→ DIRECTIONS FOR THIS TASK
Which lines run from the line with "fn can_install(&self, host: Host)" through the line with "let icd = root" in the entries below? Print them exactly, both ends included, and nothing more.
---
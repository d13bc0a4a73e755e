//! Vulkan SDK
//!
//! Besides locating the SDK this wires the loader environment for child
//! processes: `VULKAN_SDK`, `VK_LAYER_PATH` and on macOS `VK_ICD_FILENAMES`
//! pointing at MoltenVK.

use super::{fetch_and_extract, hoist_contents, mark_executable, Installation, Tool};
use crate::archive::robust_remove;
use crate::error::{SparkleError, SparkleResult};
use crate::platform::{Arch, Host, HostOs};
use crate::prerequisites::{ResolveContext, ToolKind};
use crate::process::{CommandLine, ToolEnv};
use async_trait::async_trait;
use std::path::{Path, PathBuf};
use tracing::{info, warn};

const INSTALLER_ARGS: [&str; 5] = [
    "install",
    "com.lunarg.vulkan.core",
    "--accept-licenses",
    "--default-answer",
    "--confirm-command",
];

pub struct VulkanSdk {
    version: String,
}

impl VulkanSdk {
    pub fn new(version: &str) -> Self {
        Self {
            version: version.to_string(),
        }
    }

    /// Download URL for a host
    pub fn download_url(&self, host: Host) -> Option<String> {
        let v = &self.version;
        let (platform, file) = match (host.os, host.arch) {
            (HostOs::Linux, Arch::X86_64) => ("linux", format!("vulkansdk-linux-x86_64-{}.tar.xz", v)),
            (HostOs::MacOS, _) => ("mac", format!("vulkansdk-macos-{}.zip", v)),
            (HostOs::Windows, Arch::X86_64) => ("windows", format!("vulkansdk-windows-X64-{}.exe", v)),
            _ => return None,
        };
        Some(format!("https://sdk.lunarg.com/sdk/download/{}/{}/{}", v, platform, file))
    }

    fn header(root: &Path) -> PathBuf {
        root.join("include").join("vulkan").join("vulkan.h")
    }

    /// Linux tarball: `<version>/x86_64/*` becomes the SDK root
    async fn install_linux(&self, cx: &ResolveContext, url: &str, staging: &Path) -> SparkleResult<()> {
        let unpacked = staging.join(".unpacked");
        fetch_and_extract(cx, url, "VulkanSDK", &unpacked).await?;

        let arch_dir = unpacked.join(&self.version).join("x86_64");
        if !arch_dir.is_dir() {
            return Err(SparkleError::Extract {
                archive: PathBuf::from(url),
                reason: format!("expected {}/x86_64 inside the archive", self.version),
            });
        }
        hoist_contents(&arch_dir, staging).await?;
        robust_remove(&unpacked).await
    }

    /// macOS zip wraps an installer app that is run headless
    async fn install_macos(&self, cx: &ResolveContext, url: &str, staging: &Path) -> SparkleResult<()> {
        let scratch = tempfile::tempdir_in(cx.cache.root())
            .map_err(|e| SparkleError::io("creating installer scratch directory", e))?;
        fetch_and_extract(cx, url, "VulkanSDK", scratch.path()).await?;

        let app = format!("vulkansdk-macOS-{}", self.version);
        let installer = scratch
            .path()
            .join(format!("{}.app", app))
            .join("Contents")
            .join("MacOS")
            .join(&app);
        mark_executable(&installer).await?;

        self.run_installer(cx, &installer, staging).await
    }

    async fn install_windows(&self, cx: &ResolveContext, url: &str, staging: &Path) -> SparkleResult<()> {
        let installer = cx.download(url, "VulkanSDK").await?;
        let result = self.run_installer(cx, &installer, staging).await;
        let _ = tokio::fs::remove_file(&installer).await;
        result
    }

    async fn run_installer(&self, cx: &ResolveContext, installer: &Path, staging: &Path) -> SparkleResult<()> {
        // The installer creates its target root itself
        let _ = tokio::fs::remove_dir(staging).await;

        let cmd = CommandLine::new(installer)
            .args(&INSTALLER_ARGS[..2])
            .arg("--root")
            .arg(staging)
            .args(&INSTALLER_ARGS[2..]);
        cx.run_install_step(cmd, "Installing Vulkan SDK core").await
    }
}

#[async_trait]
impl Tool for VulkanSdk {
    fn kind(&self) -> ToolKind {
        ToolKind::VulkanSdk
    }

    fn version(&self) -> Option<&str> {
        Some(&self.version)
    }

    /// `include/vulkan/vulkan.h` under the root, or on macOS under `macOS/`
    /// which then becomes the effective root
    fn validate(&self, root: &Path, host: Host) -> Option<Installation> {
        let header = Self::header(root);
        if header.is_file() {
            return Some(Installation::new(root, header));
        }
        if host.is_macos() {
            let nested = root.join("macOS");
            let header = Self::header(&nested);
            if header.is_file() {
                info!("Using Vulkan SDK at {}", nested.display());
                return Some(Installation::new(nested, header));
            }
        }
        None
    }

    fn can_install(&self, host: Host) -> bool {
        self.download_url(host).is_some()
    }

    async fn install(&self, cx: &ResolveContext, staging: &Path) -> SparkleResult<()> {
        let url = self
            .download_url(cx.host)
            .ok_or_else(|| SparkleError::tool_not_found("Vulkan SDK", self.hint(cx.host)))?;
        info!("Installing Vulkan SDK {}", self.version);

        match cx.host.os {
            HostOs::Linux => self.install_linux(cx, &url, staging).await,
            HostOs::MacOS => self.install_macos(cx, &url, staging).await,
            _ => self.install_windows(cx, &url, staging).await,
        }
    }

    fn environment(&self, install: &Installation, cx: &ResolveContext) -> ToolEnv {
        let separator = cx.host.os.path_separator();
        let root = &install.root;
        let mut env = ToolEnv::new();
        env.set("VULKAN_SDK", root.to_string_lossy());

        let layers = root.join("share").join("vulkan").join("explicit_layer.d");
        if layers.is_dir() {
            env.prepend_list("VK_LAYER_PATH", &layers.to_string_lossy(), separator, cx.var("VK_LAYER_PATH"));
        } else {
            warn!("Validation layer directory not found at {}", layers.display());
        }

        if cx.host.is_macos() {
            let icd = root
                .join("share")
                .join("vulkan")
                .join("icd.d")
                .join("MoltenVK_icd.json");
            if icd.is_file() {
                env.prepend_list("VK_ICD_FILENAMES", &icd.to_string_lossy(), separator, cx.var("VK_ICD_FILENAMES"));
            } else {
                warn!("MoltenVK ICD file not found at {}", icd.display());
            }
        }

        env
    }

    fn hint(&self, host: Host) -> String {
        let mut hint = format!(
            "Download Vulkan SDK {} from https://vulkan.lunarg.com/sdk/home and set VULKAN_SDK",
            self.version
        );
        if host.is_windows() {
            hint.push_str(" (the installer may need an administrator prompt)");
        }
        hint
    }
}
---
→ ANSWER
    fn can_install(&self, host: Host) -> bool {
        self.download_url(host).is_some()
    }

    async fn install(&self, cx: &ResolveContext, staging: &Path) -> SparkleResult<()> {
        let url = self
            .download_url(cx.host)
            .ok_or_else(|| SparkleError::tool_not_found("Vulkan SDK", self.hint(cx.host)))?;
        info!("Installing Vulkan SDK {}", self.version);

        match cx.host.os {
            HostOs::Linux => self.install_linux(cx, &url, staging).await,
            HostOs::MacOS => self.install_macos(cx, &url, staging).await,
            _ => self.install_windows(cx, &url, staging).await,
        }
    }

    fn environment(&self, install: &Installation, cx: &ResolveContext) -> ToolEnv {
        let separator = cx.host.os.path_separator();
        let root = &install.root;
        let mut env = ToolEnv::new();
        env.set("VULKAN_SDK", root.to_string_lossy());

        let layers = root.join("share").join("vulkan").join("explicit_layer.d");
        if layers.is_dir() {
            env.prepend_list("VK_LAYER_PATH", &layers.to_string_lossy(), separator, cx.var("VK_LAYER_PATH"));
        } else {
            warn!("Validation layer directory not found at {}", layers.display());
        }

        if cx.host.is_macos() {
            let icd = root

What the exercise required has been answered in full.